The ‘move together’ comment means that since we are of the same age, give or take a few years, we share many similar experiences and are already friends, so why not keep it that way? To the single, it always feels like married buddies are moving on with the times and you are either stagnating or backsliding. And there may be some truth in that because if your contemporaries can no longer hang out with you till the wee hours of the morning playing mortal kombat (video game) or knocking back cans of beer, you will have to find new friends. There is a good chance the new friends will be younger. What would you call that if its not slipping back? My circumstances haven’t gotten that dire and don’t let yours do, either.

Now for some philosophy just so you know (or be reminded) that all is not lost – it is never lost unless of course one dies. For many, singlehood is a transitional state or stage that people will go in and out of until the day they find ‘the one’. They will then say ‘I do’ and everyone will hope they stay together happily, forever after. I do not have any figures to prove but nevertheless believe many people do in fact want to be involved with someone in a relationship that should lead to marriage.

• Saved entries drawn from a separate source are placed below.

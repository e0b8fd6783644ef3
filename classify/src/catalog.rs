//! Static table of the 38 folded TIMIT phoneme classes.
//!
//! Ids run from 1 to 38 and are grouped contiguously: stops, affricates,
//! fricatives, nasals, semivowels, vowels, then silence. Each class also
//! belongs to one voice bucket.

use std::fmt;

use serde::{Deserialize, Serialize};

/// Identifies a phoneme class, `1..=38`.
pub type ClassId = usize;

/// The silence class, returned when a coarse stage decides "other".
pub const SILENCE: ClassId = 38;

/// Manner-of-articulation group.
#[derive(Debug, Clone, Copy, PartialEq, Eq, PartialOrd, Ord, Hash, Serialize, Deserialize)]
#[serde(rename_all = "snake_case")]
pub enum Group {
    Stop,
    Affricate,
    Fricative,
    Nasal,
    Semivowel,
    Vowel,
    Other,
}

impl Group {
    pub const ALL: [Group; 7] = [
        Group::Stop,
        Group::Affricate,
        Group::Fricative,
        Group::Nasal,
        Group::Semivowel,
        Group::Vowel,
        Group::Other,
    ];

    /// Short label used in reports.
    pub fn code(self) -> &'static str {
        match self {
            Group::Stop => "STOP",
            Group::Affricate => "AFRI",
            Group::Fricative => "FRIC",
            Group::Nasal => "NASL",
            Group::Semivowel => "SEMV",
            Group::Vowel => "VOWL",
            Group::Other => "OTHR",
        }
    }

    /// Ids of the classes in this group, ascending.
    pub fn classes(self) -> Vec<ClassId> {
        CATALOG.iter().filter(|c| c.group == self).map(|c| c.id).collect()
    }
}

impl fmt::Display for Group {
    fn fmt(&self, f: &mut fmt::Formatter<'_>) -> fmt::Result {
        f.write_str(self.code())
    }
}

/// Coarse voicing bucket: obstruents (voiceless-leaning), sonorants
/// (voiced), and silence.
#[derive(Debug, Clone, Copy, PartialEq, Eq, PartialOrd, Ord, Hash, Serialize, Deserialize)]
#[serde(rename_all = "snake_case")]
pub enum Voice {
    Obstruent,
    Sonorant,
    Other,
}

impl Voice {
    pub const ALL: [Voice; 3] = [Voice::Obstruent, Voice::Sonorant, Voice::Other];

    /// Ids of the classes in this bucket, ascending.
    pub fn classes(self) -> Vec<ClassId> {
        CATALOG.iter().filter(|c| c.voice == self).map(|c| c.id).collect()
    }
}

impl fmt::Display for Voice {
    fn fmt(&self, f: &mut fmt::Formatter<'_>) -> fmt::Result {
        f.write_str(match self {
            Voice::Obstruent => "vl",
            Voice::Sonorant => "vd",
            Voice::Other => "nv",
        })
    }
}

/// One row of the catalog.
#[derive(Debug, Clone, Copy, PartialEq, Eq, Serialize)]
pub struct PhonemeClass {
    pub id: ClassId,
    pub name: &'static str,
    pub group: Group,
    pub voice: Voice,
}

const fn class(id: ClassId, name: &'static str, group: Group, voice: Voice) -> PhonemeClass {
    PhonemeClass {
        id,
        name,
        group,
        voice,
    }
}

use Group::*;
use Voice::{Obstruent as Obs, Sonorant as Son};

/// Every class, indexed by `id - 1`.
pub static CATALOG: [PhonemeClass; 38] = [
    class(1, "b", Stop, Obs),
    class(2, "d", Stop, Obs),
    class(3, "k", Stop, Obs),
    class(4, "p", Stop, Obs),
    class(5, "t", Stop, Obs),
    class(6, "g", Stop, Obs),
    class(7, "jh", Affricate, Obs),
    class(8, "ch", Affricate, Obs),
    class(9, "s", Fricative, Obs),
    class(10, "sh", Fricative, Obs),
    class(11, "th", Fricative, Obs),
    class(12, "v", Fricative, Obs),
    class(13, "f", Fricative, Obs),
    class(14, "dh", Fricative, Obs),
    class(15, "z", Fricative, Obs),
    class(16, "m", Nasal, Son),
    class(17, "n", Nasal, Son),
    class(18, "ng", Nasal, Son),
    class(19, "l", Semivowel, Son),
    class(20, "r", Semivowel, Son),
    class(21, "hh", Semivowel, Son),
    class(22, "w", Semivowel, Son),
    class(23, "y", Semivowel, Son),
    class(24, "aa", Vowel, Son),
    class(25, "ae", Vowel, Son),
    class(26, "ah", Vowel, Son),
    class(27, "aw", Vowel, Son),
    class(28, "er", Vowel, Son),
    class(29, "ay", Vowel, Son),
    class(30, "eh", Vowel, Son),
    class(31, "ey", Vowel, Son),
    class(32, "ih", Vowel, Son),
    class(33, "iy", Vowel, Son),
    class(34, "ow", Vowel, Son),
    class(35, "oy", Vowel, Son),
    class(36, "uh", Vowel, Son),
    class(37, "uw", Vowel, Son),
    class(38, "sil", Other, Voice::Other),
];

pub fn by_id(id: ClassId) -> Option<&'static PhonemeClass> {
    id.checked_sub(1).and_then(|i| CATALOG.get(i))
}

pub fn by_name(name: &str) -> Option<&'static PhonemeClass> {
    CATALOG.iter().find(|c| c.name == name)
}

/// All class ids, ascending.
pub fn all() -> Vec<ClassId> {
    CATALOG.iter().map(|c| c.id).collect()
}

Guys and girls in my shoes if you know that being single is a transitional stage then you also know that soon enough, and when the time is ready, when you find Mr. or Ms. Right – or they find you – you will cross the threshold. But here’s the funny thing – pressure will not end there. For next the people will be asking, “When’s the child coming?” And soon after, “When are you giving your first born a play mate?” Maybe that is what life is about; the next step, what do you think?